▶ [Study material]
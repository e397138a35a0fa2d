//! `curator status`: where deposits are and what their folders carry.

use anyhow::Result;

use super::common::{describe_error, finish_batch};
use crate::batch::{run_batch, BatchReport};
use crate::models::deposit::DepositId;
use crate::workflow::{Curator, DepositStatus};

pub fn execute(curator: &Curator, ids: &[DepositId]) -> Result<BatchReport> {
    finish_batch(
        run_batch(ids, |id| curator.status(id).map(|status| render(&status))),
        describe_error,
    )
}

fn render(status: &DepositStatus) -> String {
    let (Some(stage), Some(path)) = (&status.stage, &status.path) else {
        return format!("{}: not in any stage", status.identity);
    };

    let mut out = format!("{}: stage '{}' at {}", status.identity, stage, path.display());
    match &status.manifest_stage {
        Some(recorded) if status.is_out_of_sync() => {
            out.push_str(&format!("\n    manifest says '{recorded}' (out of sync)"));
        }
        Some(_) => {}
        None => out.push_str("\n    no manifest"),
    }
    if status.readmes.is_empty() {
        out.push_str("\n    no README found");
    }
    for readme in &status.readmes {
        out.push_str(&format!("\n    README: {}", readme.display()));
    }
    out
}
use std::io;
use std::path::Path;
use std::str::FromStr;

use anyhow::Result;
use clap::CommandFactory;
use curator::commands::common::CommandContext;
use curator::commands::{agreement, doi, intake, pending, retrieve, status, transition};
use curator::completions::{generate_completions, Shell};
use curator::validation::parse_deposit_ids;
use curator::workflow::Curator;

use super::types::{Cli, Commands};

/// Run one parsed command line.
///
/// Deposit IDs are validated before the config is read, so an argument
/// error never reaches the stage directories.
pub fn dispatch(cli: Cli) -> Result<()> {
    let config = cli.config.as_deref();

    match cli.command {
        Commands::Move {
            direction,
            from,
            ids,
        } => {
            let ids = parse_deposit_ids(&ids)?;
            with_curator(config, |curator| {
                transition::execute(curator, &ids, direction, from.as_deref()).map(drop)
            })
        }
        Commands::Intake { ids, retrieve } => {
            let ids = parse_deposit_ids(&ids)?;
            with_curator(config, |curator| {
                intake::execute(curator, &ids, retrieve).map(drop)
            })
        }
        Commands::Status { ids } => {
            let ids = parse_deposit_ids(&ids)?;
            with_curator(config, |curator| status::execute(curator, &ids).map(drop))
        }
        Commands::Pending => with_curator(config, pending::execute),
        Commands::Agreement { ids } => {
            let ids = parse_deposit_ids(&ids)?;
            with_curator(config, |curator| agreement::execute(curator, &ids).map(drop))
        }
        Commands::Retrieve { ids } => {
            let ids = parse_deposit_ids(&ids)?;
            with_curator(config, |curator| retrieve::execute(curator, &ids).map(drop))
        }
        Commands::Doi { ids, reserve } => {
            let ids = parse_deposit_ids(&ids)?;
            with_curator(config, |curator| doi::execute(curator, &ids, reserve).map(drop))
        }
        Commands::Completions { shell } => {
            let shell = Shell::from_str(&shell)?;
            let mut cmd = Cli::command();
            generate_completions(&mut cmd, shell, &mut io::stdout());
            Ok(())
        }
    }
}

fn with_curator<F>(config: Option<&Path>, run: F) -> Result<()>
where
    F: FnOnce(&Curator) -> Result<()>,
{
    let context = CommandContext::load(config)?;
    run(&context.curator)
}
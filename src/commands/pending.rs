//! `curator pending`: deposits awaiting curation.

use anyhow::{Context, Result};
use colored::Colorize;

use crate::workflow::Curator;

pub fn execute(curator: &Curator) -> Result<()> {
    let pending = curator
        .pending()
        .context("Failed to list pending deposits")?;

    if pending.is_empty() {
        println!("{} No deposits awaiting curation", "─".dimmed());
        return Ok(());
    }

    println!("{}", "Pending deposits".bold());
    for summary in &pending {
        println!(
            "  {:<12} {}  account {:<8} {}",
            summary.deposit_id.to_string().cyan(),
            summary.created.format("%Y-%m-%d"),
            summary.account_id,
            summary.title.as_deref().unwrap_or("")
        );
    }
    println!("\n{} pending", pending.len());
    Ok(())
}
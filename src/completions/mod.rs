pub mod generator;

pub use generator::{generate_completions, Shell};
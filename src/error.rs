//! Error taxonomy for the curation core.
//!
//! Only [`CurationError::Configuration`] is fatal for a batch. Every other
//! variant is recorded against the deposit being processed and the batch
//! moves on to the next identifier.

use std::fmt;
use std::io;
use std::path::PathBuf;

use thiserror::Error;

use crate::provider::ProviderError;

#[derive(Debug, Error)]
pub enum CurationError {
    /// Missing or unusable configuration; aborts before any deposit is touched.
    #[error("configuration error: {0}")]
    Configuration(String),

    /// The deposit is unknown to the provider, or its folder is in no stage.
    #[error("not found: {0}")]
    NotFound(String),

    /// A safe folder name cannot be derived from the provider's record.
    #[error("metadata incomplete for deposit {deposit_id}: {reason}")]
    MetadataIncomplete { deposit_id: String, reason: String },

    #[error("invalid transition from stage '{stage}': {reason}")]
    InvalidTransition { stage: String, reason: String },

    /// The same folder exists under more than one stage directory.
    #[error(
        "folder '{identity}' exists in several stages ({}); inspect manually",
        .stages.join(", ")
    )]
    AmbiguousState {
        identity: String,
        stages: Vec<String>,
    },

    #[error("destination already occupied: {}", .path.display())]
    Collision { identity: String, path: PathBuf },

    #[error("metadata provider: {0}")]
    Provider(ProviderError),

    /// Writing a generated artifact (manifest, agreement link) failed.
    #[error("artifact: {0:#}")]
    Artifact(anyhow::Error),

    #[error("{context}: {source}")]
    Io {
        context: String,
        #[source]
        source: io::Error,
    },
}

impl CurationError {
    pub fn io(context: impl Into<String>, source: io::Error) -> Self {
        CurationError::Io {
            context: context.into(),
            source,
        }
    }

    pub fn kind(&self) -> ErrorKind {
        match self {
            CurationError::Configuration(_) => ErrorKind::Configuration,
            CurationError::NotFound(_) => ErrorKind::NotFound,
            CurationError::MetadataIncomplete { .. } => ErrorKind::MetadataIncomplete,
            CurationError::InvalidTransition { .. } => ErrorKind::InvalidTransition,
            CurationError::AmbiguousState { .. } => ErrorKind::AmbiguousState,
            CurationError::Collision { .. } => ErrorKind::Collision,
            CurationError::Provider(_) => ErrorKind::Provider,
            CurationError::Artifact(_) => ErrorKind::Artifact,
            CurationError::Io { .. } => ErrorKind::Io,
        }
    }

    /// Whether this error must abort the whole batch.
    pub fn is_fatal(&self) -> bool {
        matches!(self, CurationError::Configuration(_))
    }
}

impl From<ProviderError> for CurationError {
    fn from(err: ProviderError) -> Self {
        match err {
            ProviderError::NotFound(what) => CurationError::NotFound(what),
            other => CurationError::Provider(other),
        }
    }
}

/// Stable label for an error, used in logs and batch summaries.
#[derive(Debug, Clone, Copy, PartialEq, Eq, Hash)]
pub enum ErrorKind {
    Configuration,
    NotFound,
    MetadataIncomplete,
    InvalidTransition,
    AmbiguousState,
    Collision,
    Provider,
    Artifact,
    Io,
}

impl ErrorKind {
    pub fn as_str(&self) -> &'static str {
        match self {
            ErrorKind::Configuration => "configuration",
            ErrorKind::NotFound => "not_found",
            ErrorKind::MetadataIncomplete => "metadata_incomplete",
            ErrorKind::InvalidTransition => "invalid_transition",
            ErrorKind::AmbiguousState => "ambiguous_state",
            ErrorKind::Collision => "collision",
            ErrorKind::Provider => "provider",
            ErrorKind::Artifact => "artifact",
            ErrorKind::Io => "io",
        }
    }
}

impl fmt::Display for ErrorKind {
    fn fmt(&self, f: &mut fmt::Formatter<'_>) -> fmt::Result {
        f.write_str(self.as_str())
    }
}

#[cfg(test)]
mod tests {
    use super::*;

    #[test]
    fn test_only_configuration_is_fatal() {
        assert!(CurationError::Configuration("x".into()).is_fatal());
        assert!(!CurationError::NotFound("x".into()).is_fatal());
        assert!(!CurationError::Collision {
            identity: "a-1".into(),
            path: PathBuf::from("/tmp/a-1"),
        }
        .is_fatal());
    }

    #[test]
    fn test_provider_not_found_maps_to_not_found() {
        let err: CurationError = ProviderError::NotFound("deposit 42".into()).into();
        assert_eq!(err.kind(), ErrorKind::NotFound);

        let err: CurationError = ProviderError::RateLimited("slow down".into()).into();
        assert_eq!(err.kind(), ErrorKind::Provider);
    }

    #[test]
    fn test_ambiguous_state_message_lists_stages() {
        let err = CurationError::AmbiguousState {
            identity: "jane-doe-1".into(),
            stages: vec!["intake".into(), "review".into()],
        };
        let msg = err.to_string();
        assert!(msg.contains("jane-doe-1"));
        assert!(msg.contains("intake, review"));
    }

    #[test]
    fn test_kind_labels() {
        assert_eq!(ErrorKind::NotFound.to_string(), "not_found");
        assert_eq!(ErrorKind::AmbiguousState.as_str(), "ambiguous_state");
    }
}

▶ [Exercise requirements] Take the word "anyhow" and find each line of the material that contains it. Copy those lines.

▶ [Response area]
use anyhow::Result;
use anyhow::Result;
use anyhow::{Context, Result};
    Artifact(anyhow::Error),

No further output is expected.